The Journal of the Association of Schools and Colleges of Optometry

Optometric Education: Volume 40 Number 3

Incorporating Interprofessional Education into a VA Optometric Residency

Laura Dowd, OD, FAAO, James Patrick Smith, OD, MS, FAAO

Abstract

The U.S. Department of Veterans Affairs (VA) conducts the largest education and training effort for healthcare professionals in the nation. The integrated, multidisciplinary training environment provides an ideal forum for interprofessional education (IPE) to occur. In this paper, IPE in the Optometric Residency in Primary Eye Care and Ocular Disease at VA Maine is described. Elements for effective IPE, barriers to program success and areas for growth are discussed.

Key Words: interprofessional education, optometry, optometric residency, multidisciplinary health care

Background

According to the World Health Organization, interprofessional education (IPE) occurs when students from two or more professions learn about, from and with each other to enable effective collaboration and improve health outcomes.1 A primary goal of IPE is to produce healthcare providers capable of providing team-based care that meets the health needs of an aging population with a rising incidence of long-term chronic and complex conditions.2 Over the past 30 years IPE has steadily grown and is now a common element in many health and social care training programs across the country.

The incorporation of IPE into healthcare professional training has been shown to lead to improvements in several areas, including patient safety, health outcomes and interdisciplinary team functioning. 3 Further research is needed to augment the evidence base and to identify key components and best practices for IPE. Education and training on IPE principles for healthcare providers are integral to the development of attitudes, knowledge and skills needed for effective collaboration.3 Optometry is responsible for more than two-thirds of the primary eye care delivered in the United States, and the involvement of optometry in IPE is important for all healthcare professions.4 Currently, nearly all the schools and colleges of optometry have implemented IPE into their curriculum.5 In this paper, the components, approach, barriers and future plans for IPE in a primary care and ocular disease-based U.S Department of Veterans Affairs (VA) residency are discussed.

Interprofessional Education in the VA

The VA is the largest integrated healthcare system in the United States.
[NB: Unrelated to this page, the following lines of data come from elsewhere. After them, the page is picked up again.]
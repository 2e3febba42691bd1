//! Local authentication session state
//!
//! Wraps an `AuthApi` and tracks whether a user is currently signed in.
//! Sign-in stores the returned session; sign-up never does. Sign-out
//! always clears local state, even when the provider-side revocation
//! fails, so a dead provider cannot leave a stale local session.

use std::sync::{Arc, Mutex};

use crate::{AuthApi, AuthError, AuthSessionData, AuthUser};

pub struct AuthSession {
    api: Arc<dyn AuthApi>,
    state: Mutex<Option<AuthSessionData>>,
}

impl AuthSession {
    pub fn new(api: Arc<dyn AuthApi>) -> Self {
        Self {
            api,
            state: Mutex::new(None),
        }
    }

    pub fn is_authenticated(&self) -> bool {
        self.state.lock().unwrap().is_some()
    }

    pub fn current_user(&self) -> Option<AuthUser> {
        self.state.lock().unwrap().as_ref().map(|s| s.user.clone())
    }

    pub fn access_token(&self) -> Option<String> {
        self.state
            .lock()
            .unwrap()
            .as_ref()
            .map(|s| s.access_token.clone())
    }

    /// Authenticate with email/password credentials and store the
    /// resulting session.
    pub async fn sign_in(&self, email: &str, password: &str) -> Result<AuthUser, AuthError> {
        let session = self.api.sign_in(email, password).await?;
        let user = session.user.clone();

        tracing::info!(user_id = %user.id, "User signed in");
        *self.state.lock().unwrap() = Some(session);

        Ok(user)
    }

    /// Register a new account. Local state is untouched; the caller
    /// signs in separately once the account is usable.
    pub async fn sign_up(&self, email: &str, password: &str) -> Result<AuthUser, AuthError> {
        let user = self.api.sign_up(email, password).await?;
        tracing::info!(user_id = %user.id, "User registered");
        Ok(user)
    }

    /// End the local session. The provider-side revocation is best
    /// effort; its failure is logged and the local session is cleared
    /// regardless. Idempotent when no session is held.
    pub async fn sign_out(&self) {
        let session = self.state.lock().unwrap().take();

        let Some(session) = session else {
            return;
        };

        if let Err(err) = self.api.sign_out(&session.access_token).await {
            tracing::warn!(
                error = %err,
                user_id = %session.user.id,
                "Provider sign-out failed; local session cleared anyway"
            );
        } else {
            tracing::info!(user_id = %session.user.id, "User signed out");
        }
    }
}
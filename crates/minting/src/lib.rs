//! CertMint Mint Orchestration
//!
//! Submits certificate mint requests to the custodial minting backend
//! (through the relay) and keeps the resulting mint record fresh:
//! - Domain types: `Recipient`, `MintStatus`, `MintRecord`
//! - `MintingApi` trait with a relay HTTP client and a programmable mock
//! - `MintOrchestrator`: one validated submission per user action,
//!   normalized into a canonical `MintRecord`
//! - `MintStatusPoller`: cancellable fixed-interval status refresh

pub mod client;
pub mod mock;
pub mod orchestrator;
pub mod poller;
pub mod types;

use thiserror::Error;

pub use client::{MintingConfig, RelayClient};
pub use orchestrator::MintOrchestrator;
pub use poller::{MintStatusPoller, MintTracker, PollerHandle, DEFAULT_POLL_INTERVAL};
pub use types::{
    MintRecord, MintStatus, MintSubmission, OnChainDetails, OnChainUpdate, RawMintResponse,
    Recipient, StatusUpdate,
};

#[derive(Error, Debug)]
pub enum MintError {
    #[error("Minting configuration error: {0}")]
    Configuration(String),

    #[error("Invalid recipient: {0}")]
    InvalidRecipient(String),

    #[error("Mint request rejected: {0}")]
    RequestRejected(String),

    #[error("Status check failed: {0}")]
    StatusCheckFailed(String),

    #[error("Unable to reach the minting service: {0}")]
    NetworkUnavailable(String),

    #[error("Minting response error: {0}")]
    Response(String),
}

/// Minting backend surface consumed by the orchestrator and poller.
#[async_trait::async_trait]
pub trait MintingApi: Send + Sync {
    /// Submit one mint request.
    async fn submit_mint(&self, submission: &MintSubmission) -> Result<RawMintResponse, MintError>;

    /// Fetch the latest status of an in-flight mint.
    async fn check_status(&self, minting_id: &str) -> Result<StatusUpdate, MintError>;
}
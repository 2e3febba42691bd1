//! Route definitions for the minting relay

use axum::{routing::post, Router};

use crate::{handlers, RelayState};

/// Create the relay routes
pub fn create_routes() -> Router<RelayState> {
    Router::new()
        .route("/v1/mint", post(handlers::submit_mint))
        .route("/v1/status", post(handlers::check_status))
}
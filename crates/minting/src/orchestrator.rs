//! Mint orchestration
//!
//! Submits exactly one mint request per user action and normalizes the
//! backend's heterogeneous response shapes into a canonical
//! `MintRecord`. Holds no state; the caller owns the returned record.

use std::sync::Arc;

use crate::{MintError, MintRecord, MintSubmission, MintingApi, Recipient};

pub struct MintOrchestrator {
    api: Arc<dyn MintingApi>,
}

impl MintOrchestrator {
    pub fn new(api: Arc<dyn MintingApi>) -> Self {
        Self { api }
    }

    /// Submit a mint for a published asset. Recipient validation runs
    /// before any network call; an invalid recipient never reaches the
    /// backend.
    pub async fn mint(
        &self,
        metadata_uri: &str,
        name: &str,
        image_uri: &str,
        recipient: &Recipient,
    ) -> Result<MintRecord, MintError> {
        recipient.validate()?;

        let submission = MintSubmission {
            metadata_url: metadata_uri.to_string(),
            name: name.to_string(),
            image: image_uri.to_string(),
            recipient_address: recipient.address().to_string(),
            is_email: recipient.is_email(),
        };

        let raw = self.api.submit_mint(&submission).await?;
        let record = raw.normalize();

        tracing::info!(
            minting_id = %record.minting_id,
            status = %record.status,
            "Mint request accepted"
        );

        Ok(record)
    }
}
One of the statutory missions of VA is to conduct an education and training program for health professions students and residents that helps meet its own needs and those of the nation.6 Most healthcare providers spend a portion of their training rotating through at least one of the more than 1,500 VA Medical Centers and Community Based Outpatient Clinics located throughout the country. At VA Maine, more than 750 trainees in disciplines including medicine, dentistry, nursing, optometry, pharmacy, physical therapy, psychology and occupational therapy rotate through the medical center annually. This setting provides an inclusive forum where health providers can learn together.

Incorporating IPE into the Optometry Residency

During the Primary Care and Ocular Disease residency at VA Maine, residents spend a significant portion of the academic year participating in various IPE activities. The commitment to IPE is reflected in two of the program goals: 1) residents are integrated into an interdisciplinary, hospital-based healthcare team and 2) the clinical and didactic skills of the residents are enhanced by working with trainees from other healthcare disciplines.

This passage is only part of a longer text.